↓

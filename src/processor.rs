use crate::models::{OptionRecord, Payload, RiskProfile, ScoredRecord, ScoringMode};
use serde_json::Value;
use std::cmp::Ordering;

/// Turn a snapshot payload into records, dropping entries that are not objects.
/// Order is preserved.
pub fn normalize_rows(payload: &Payload) -> Vec<OptionRecord> {
    payload
        .rows()
        .iter()
        .filter_map(|row| match row {
            Value::Object(map) => Some(OptionRecord::new(map.clone())),
            _ => None,
        })
        .collect()
}

/// Score one record, or `None` when its known option type is on the other side.
pub fn score_record(record: &OptionRecord, mode: ScoringMode) -> Option<f64> {
    let (side, profile) = match mode {
        ScoringMode::Legacy => return Some(finite_or_zero(legacy_score(record))),
        ScoringMode::Profile { side, profile } => (side, profile),
    };

    if record.option_type().excludes(side) {
        return None;
    }

    let volume = record.volume();
    let iv = record.implied_volatility();
    let premium = record.fair_market_value();
    let oi = record.open_interest();
    let bid = record.bid();
    let ask = record.ask();
    let delta = record.delta();
    let gamma = record.gamma();

    // Mid falls back to fmv unless both sides of the quote are live
    let quoted = bid > 0.0 && ask > 0.0;
    let mid = if quoted { (bid + ask) / 2.0 } else { premium };

    let spread_to_mid = if quoted && mid > 0.0 {
        (ask - bid).abs() / mid
    } else {
        0.0
    };

    // Liquidity + activity
    let base_score = volume * mid + oi * 10.0;

    let score = match profile {
        RiskProfile::Conservative => {
            base_score + oi * 10.0 - (delta.abs() - 0.2).abs() * 500.0 - spread_to_mid * 1000.0
        }
        RiskProfile::Aggressive => {
            base_score + delta.abs() * 2000.0 + iv * 10.0 + gamma * 100.0
        }
        RiskProfile::Balanced => {
            base_score + delta.abs() * 1000.0 + iv * 5.0 - spread_to_mid * 300.0
        }
    };

    Some(finite_or_zero(score))
}

/// Overflowing inputs can yield inf or NaN; keep the ordering total.
fn finite_or_zero(score: f64) -> f64 {
    if score.is_finite() { score } else { 0.0 }
}

fn legacy_score(record: &OptionRecord) -> f64 {
    record.volume() * record.fair_market_value()
        + record.open_interest() * 10.0
        + record.implied_volatility()
}

/// Score every record, dropping the ones on the wrong side.
pub fn score_records(records: Vec<OptionRecord>, mode: ScoringMode) -> Vec<ScoredRecord> {
    records
        .into_iter()
        .filter_map(|record| {
            score_record(&record, mode).map(|score| ScoredRecord { score, record })
        })
        .collect()
}

/// Highest scores first, at most `k`. Equal scores keep their input order.
pub fn select_top(mut scored: Vec<ScoredRecord>, k: i64) -> Vec<OptionRecord> {
    if k <= 0 {
        return Vec::new();
    }

    // sort_by is stable
    scored.sort_by(|a, b| b.score.partial_cmp(&a.score).unwrap_or(Ordering::Equal));

    scored
        .into_iter()
        .take(usize::try_from(k).unwrap_or(usize::MAX))
        .map(|s| s.record)
        .collect()
}

/// Normalize, score and select in one pass.
pub fn rank_signals(payload: &Payload, mode: ScoringMode, k: i64) -> Vec<OptionRecord> {
    select_top(score_records(normalize_rows(payload), mode), k)
}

↑

EXERCISE DETAILS: The lines that contain the word "Some" are wanted; copy each of them from the records.

FINAL ANSWER:
            Value::Object(map) => Some(OptionRecord::new(map.clone())),
        ScoringMode::Legacy => return Some(finite_or_zero(legacy_score(record))),
    Some(finite_or_zero(score))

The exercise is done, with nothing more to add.